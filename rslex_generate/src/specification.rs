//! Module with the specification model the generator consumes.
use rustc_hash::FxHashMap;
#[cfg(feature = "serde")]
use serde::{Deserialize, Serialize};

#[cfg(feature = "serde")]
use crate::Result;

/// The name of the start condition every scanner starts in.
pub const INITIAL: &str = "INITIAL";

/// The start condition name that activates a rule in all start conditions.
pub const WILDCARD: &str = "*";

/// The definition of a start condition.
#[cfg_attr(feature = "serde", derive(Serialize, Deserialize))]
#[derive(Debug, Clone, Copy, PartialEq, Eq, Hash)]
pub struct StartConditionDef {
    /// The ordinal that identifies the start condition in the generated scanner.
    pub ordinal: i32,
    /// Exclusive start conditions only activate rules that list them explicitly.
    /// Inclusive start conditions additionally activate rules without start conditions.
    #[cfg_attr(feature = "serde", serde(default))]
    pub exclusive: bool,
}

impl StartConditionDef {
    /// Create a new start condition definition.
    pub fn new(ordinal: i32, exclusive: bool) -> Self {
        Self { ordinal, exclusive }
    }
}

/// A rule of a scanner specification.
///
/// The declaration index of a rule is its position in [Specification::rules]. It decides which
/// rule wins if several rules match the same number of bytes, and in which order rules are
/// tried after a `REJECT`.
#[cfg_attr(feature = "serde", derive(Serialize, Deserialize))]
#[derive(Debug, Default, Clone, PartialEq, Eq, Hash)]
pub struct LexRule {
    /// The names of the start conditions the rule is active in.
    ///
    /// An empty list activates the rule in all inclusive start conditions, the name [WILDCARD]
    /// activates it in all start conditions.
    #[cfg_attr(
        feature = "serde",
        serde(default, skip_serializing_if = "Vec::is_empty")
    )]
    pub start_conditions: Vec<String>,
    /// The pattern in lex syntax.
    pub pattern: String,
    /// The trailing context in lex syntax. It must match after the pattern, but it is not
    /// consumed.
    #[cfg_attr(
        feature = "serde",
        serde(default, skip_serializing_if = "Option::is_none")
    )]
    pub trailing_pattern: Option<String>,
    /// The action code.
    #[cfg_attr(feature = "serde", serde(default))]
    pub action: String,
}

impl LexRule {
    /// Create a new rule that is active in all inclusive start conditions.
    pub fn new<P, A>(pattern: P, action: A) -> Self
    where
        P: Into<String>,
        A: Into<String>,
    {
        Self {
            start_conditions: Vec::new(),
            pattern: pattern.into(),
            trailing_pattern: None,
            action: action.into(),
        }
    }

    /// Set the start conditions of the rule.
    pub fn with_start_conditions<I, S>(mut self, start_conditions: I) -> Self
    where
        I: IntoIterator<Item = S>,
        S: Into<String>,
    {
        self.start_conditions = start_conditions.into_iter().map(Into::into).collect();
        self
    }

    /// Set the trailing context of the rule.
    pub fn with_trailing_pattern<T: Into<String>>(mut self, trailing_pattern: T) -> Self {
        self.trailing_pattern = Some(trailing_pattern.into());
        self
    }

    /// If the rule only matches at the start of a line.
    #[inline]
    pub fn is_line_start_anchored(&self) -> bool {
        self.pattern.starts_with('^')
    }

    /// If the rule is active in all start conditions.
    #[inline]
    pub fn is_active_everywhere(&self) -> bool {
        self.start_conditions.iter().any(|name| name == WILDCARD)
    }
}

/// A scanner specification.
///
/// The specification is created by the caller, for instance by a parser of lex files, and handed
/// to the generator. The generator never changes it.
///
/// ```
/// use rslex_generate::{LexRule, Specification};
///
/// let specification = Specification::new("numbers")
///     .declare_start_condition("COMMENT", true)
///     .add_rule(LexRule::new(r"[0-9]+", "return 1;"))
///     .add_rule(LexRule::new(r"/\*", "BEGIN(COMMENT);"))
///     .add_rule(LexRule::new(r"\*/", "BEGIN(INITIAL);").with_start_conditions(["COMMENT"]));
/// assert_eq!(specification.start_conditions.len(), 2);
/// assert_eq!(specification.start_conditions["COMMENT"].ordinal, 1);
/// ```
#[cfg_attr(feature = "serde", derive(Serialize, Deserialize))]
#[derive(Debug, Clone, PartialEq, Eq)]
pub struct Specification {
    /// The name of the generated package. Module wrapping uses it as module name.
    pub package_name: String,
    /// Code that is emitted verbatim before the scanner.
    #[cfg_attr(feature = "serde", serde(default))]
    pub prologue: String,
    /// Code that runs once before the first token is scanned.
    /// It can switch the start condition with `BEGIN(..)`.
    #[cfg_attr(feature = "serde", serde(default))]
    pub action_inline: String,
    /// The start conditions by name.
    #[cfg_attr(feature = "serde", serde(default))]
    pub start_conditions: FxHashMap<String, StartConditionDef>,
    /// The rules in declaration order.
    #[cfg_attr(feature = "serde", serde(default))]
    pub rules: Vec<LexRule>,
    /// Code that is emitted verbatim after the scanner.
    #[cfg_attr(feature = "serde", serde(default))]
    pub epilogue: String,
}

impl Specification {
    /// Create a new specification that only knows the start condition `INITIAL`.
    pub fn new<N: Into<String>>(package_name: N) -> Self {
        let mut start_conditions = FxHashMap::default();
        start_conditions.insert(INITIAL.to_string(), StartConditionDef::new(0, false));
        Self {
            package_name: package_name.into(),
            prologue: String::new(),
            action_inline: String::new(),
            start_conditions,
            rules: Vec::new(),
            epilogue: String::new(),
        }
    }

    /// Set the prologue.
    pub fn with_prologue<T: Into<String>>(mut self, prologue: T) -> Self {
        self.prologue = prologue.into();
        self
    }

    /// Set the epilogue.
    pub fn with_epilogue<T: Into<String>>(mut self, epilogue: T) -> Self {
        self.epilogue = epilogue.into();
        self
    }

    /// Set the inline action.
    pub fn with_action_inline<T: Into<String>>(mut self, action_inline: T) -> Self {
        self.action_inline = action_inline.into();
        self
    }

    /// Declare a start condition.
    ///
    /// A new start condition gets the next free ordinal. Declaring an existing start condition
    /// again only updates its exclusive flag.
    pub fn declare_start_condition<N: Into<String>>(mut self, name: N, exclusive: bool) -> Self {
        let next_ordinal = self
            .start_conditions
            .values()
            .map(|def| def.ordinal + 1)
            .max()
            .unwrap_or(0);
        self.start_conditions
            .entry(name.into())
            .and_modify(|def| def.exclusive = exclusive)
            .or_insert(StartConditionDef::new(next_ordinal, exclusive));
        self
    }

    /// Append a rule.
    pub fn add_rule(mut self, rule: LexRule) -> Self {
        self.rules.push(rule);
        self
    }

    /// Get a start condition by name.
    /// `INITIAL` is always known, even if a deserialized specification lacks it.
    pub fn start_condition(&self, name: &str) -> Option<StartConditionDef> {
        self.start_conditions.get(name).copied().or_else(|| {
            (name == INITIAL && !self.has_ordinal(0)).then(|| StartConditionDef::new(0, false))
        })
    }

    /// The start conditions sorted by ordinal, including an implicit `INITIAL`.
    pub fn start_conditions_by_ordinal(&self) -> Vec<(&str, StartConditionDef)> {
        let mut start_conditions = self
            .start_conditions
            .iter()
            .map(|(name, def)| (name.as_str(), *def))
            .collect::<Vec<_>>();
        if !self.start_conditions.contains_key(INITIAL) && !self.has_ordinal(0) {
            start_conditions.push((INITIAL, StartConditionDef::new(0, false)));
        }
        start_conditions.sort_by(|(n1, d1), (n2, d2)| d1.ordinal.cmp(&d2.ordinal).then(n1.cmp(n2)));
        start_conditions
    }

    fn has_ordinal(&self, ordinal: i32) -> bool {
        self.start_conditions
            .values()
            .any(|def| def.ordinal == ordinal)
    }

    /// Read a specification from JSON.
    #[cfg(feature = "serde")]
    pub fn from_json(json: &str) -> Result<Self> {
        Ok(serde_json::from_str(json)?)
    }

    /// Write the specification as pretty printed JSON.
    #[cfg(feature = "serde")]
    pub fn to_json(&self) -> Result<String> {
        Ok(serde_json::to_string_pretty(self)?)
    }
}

---

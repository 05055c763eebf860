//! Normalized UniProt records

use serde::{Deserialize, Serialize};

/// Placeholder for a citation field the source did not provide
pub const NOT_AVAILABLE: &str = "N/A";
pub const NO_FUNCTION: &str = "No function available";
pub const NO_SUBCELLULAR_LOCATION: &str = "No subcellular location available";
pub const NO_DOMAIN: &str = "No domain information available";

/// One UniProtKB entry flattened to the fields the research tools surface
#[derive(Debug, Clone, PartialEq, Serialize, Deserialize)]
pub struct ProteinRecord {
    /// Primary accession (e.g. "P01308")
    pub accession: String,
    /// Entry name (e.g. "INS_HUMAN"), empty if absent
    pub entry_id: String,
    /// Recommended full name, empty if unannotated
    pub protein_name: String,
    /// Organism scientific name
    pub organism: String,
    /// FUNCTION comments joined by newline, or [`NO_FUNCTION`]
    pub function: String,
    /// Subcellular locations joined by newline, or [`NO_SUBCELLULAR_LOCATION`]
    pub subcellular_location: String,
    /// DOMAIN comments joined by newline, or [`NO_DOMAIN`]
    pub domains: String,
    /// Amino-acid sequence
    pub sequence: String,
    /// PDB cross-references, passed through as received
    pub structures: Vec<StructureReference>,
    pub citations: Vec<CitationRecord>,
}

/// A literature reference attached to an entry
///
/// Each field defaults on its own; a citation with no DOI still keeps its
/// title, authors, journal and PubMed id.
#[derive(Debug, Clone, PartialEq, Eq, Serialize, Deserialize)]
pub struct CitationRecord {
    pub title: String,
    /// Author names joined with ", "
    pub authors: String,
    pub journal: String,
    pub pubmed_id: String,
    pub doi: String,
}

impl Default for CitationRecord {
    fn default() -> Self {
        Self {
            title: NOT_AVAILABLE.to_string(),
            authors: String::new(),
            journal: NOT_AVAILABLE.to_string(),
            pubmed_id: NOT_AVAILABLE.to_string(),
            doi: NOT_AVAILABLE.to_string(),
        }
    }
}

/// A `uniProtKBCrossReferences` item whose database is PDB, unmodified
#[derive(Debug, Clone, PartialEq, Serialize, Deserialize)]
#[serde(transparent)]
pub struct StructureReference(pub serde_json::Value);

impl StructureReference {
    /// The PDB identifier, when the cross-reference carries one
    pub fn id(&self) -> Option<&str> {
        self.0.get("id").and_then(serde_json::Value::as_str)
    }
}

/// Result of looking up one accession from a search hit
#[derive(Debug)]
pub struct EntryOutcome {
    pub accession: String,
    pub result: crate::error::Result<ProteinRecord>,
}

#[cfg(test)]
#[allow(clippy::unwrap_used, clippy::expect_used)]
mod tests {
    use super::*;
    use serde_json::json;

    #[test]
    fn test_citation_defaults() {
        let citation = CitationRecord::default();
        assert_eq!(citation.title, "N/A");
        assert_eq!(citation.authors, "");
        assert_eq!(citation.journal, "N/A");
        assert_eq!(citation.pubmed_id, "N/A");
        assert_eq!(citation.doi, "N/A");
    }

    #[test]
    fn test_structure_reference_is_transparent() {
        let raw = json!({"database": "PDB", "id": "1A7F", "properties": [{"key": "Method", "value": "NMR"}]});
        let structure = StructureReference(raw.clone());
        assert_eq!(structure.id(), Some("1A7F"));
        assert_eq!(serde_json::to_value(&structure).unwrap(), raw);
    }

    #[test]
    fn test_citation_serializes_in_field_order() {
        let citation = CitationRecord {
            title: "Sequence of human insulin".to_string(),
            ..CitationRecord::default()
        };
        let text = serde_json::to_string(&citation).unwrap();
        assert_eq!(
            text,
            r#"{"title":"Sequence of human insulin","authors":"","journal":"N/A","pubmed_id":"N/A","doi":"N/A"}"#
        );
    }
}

## [WHAT YOU SHOULD DO]
The lines holding the string "declaration" are what is needed from the material above.

## [FINAL ANSWER]
/// The declaration index of a rule is its position in [Specification::rules]. It decides which
    /// The rules in declaration order.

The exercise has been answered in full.